American professional vocal ensemble

Seraphic Fire is a Grammy-nominated professional classical vocal ensemble based in Miami, Florida. Founded in 2002 by Patrick Dupré Quigley and Joanne N. Schulte at the Church of the Epiphany in South Miami, Florida, the ensemble is currently led by Artistic Director James K. Bass and Executive Director Dr. Danny M. Yanez, CFRE. In June 2026, Bass succeeded founder Patrick Dupré Quigley as Artistic Director, while Quigley assumed the title of Artistic Director Laureate. Bass is a Grammy Award-winning conductor, educator, and arts leader. In fiscal year 2025, Seraphic Fire reported the most successful fundraising year in its 22-year history.
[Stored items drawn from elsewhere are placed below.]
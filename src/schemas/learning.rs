use serde::{Deserialize, Serialize};
use serde_json::{Map, Value};

use crate::schemas::deserialize_id;
use crate::services::collections::Keyed;
use crate::services::listing::Listable;

#[derive(Debug, Clone, Serialize, Deserialize, PartialEq)]
pub(crate) struct LearningPath {
    #[serde(deserialize_with = "deserialize_id")]
    pub(crate) id: String,
    #[serde(default)]
    pub(crate) title: String,
    #[serde(default)]
    pub(crate) description: String,
    #[serde(default)]
    pub(crate) subject: Option<String>,
    /// `enrolled`, `available` or `completed`, from the caller's perspective.
    #[serde(default)]
    pub(crate) status: Option<String>,
    #[serde(default, alias = "progressPercentage", alias = "progress")]
    pub(crate) progress_percentage: Option<f64>,
    #[serde(flatten)]
    pub(crate) extra: Map<String, Value>,
}

impl Listable for LearningPath {
    fn search_fields(&self) -> Vec<&str> {
        vec![self.title.as_str(), self.description.as_str()]
    }

    fn category(&self) -> Option<&str> {
        self.subject.as_deref()
    }

    fn status(&self) -> Option<&str> {
        self.status.as_deref()
    }
}

impl Keyed for LearningPath {
    fn key(&self) -> &str {
        &self.id
    }
}

#[derive(Debug, Clone, Serialize, Deserialize, PartialEq)]
pub(crate) struct Skill {
    #[serde(deserialize_with = "deserialize_id")]
    pub(crate) id: String,
    #[serde(default)]
    pub(crate) name: String,
    #[serde(default)]
    pub(crate) category: Option<String>,
    #[serde(default, alias = "progressPercentage", alias = "progress")]
    pub(crate) progress_percentage: Option<f64>,
    #[serde(flatten)]
    pub(crate) extra: Map<String, Value>,
}

impl Listable for Skill {
    fn search_fields(&self) -> Vec<&str> {
        vec![self.name.as_str()]
    }

    fn category(&self) -> Option<&str> {
        self.category.as_deref()
    }
}

#[derive(Debug, Clone, Serialize, Deserialize, PartialEq)]
pub(crate) struct Achievement {
    #[serde(deserialize_with = "deserialize_id")]
    pub(crate) id: String,
    #[serde(default, alias = "name")]
    pub(crate) title: String,
    #[serde(default)]
    pub(crate) description: String,
    #[serde(default, alias = "isUnlocked", alias = "is_unlocked")]
    pub(crate) unlocked: bool,
    #[serde(default, alias = "progressPercentage", alias = "progress")]
    pub(crate) progress_percentage: Option<f64>,
    #[serde(default, alias = "unlockedAt")]
    pub(crate) unlocked_at: Option<String>,
    #[serde(flatten)]
    pub(crate) extra: Map<String, Value>,
}

impl Listable for Achievement {
    fn search_fields(&self) -> Vec<&str> {
        vec![self.title.as_str(), self.description.as_str()]
    }

    fn status(&self) -> Option<&str> {
        Some(if self.unlocked { "unlocked" } else { "locked" })
    }
}

#[cfg(test)]
mod tests {
    use super::*;
    use serde_json::json;

    #[test]
    fn achievement_status_follows_unlock_flag() {
        let locked: Achievement =
            serde_json::from_value(json!({"id": 1, "name": "First Steps", "progress": 40.0}))
                .expect("achievement");
        assert_eq!(locked.status(), Some("locked"));
        assert_eq!(locked.progress_percentage, Some(40.0));

        let unlocked: Achievement =
            serde_json::from_value(json!({"id": 2, "title": "Streak", "isUnlocked": true}))
                .expect("achievement");
        assert_eq!(unlocked.status(), Some("unlocked"));
    }
}
use std::path::Path;

use crate::api::errors::ApiError;

pub(crate) fn validate_upload(
    filename: &str,
    size_bytes: usize,
    allowed_extensions: &[String],
    max_size_mb: u64,
) -> Result<String, ApiError> {
    if size_bytes == 0 {
        return Err(ApiError::BadRequest("Uploaded file is empty".to_string()));
    }

    let max_bytes = max_size_mb.saturating_mul(1024 * 1024);
    if size_bytes as u64 > max_bytes {
        return Err(ApiError::BadRequest(format!("File exceeds the {max_size_mb} MB limit")));
    }

    let extension = Path::new(filename)
        .extension()
        .and_then(|ext| ext.to_str())
        .map(|ext| ext.to_ascii_lowercase())
        .ok_or_else(|| ApiError::BadRequest("File must have an extension".to_string()))?;

    if !allowed_extensions.iter().any(|allowed| allowed == &extension) {
        return Err(ApiError::BadRequest(format!("File extension '{extension}' is not allowed")));
    }

    Ok(extension)
}

/// MIME type forwarded for an accepted extension.
pub(crate) fn content_type_for(extension: &str) -> &'static str {
    match extension {
        "pdf" => "application/pdf",
        "docx" => "application/vnd.openxmlformats-officedocument.wordprocessingml.document",
        "md" => "text/markdown",
        "txt" => "text/plain",
        _ => "application/octet-stream",
    }
}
In 2025, the organization was recognized as Miami-Dade's Favorite Nonprofit in the Miami Herald Readers' Choice Awards. Seraphic Fire is a nonprofit 501(c)(3) organization that presents high-quality performances of historically significant and underperformed music, advances the art through the professional development of its musicians, and promotes community connectivity through youth musical education.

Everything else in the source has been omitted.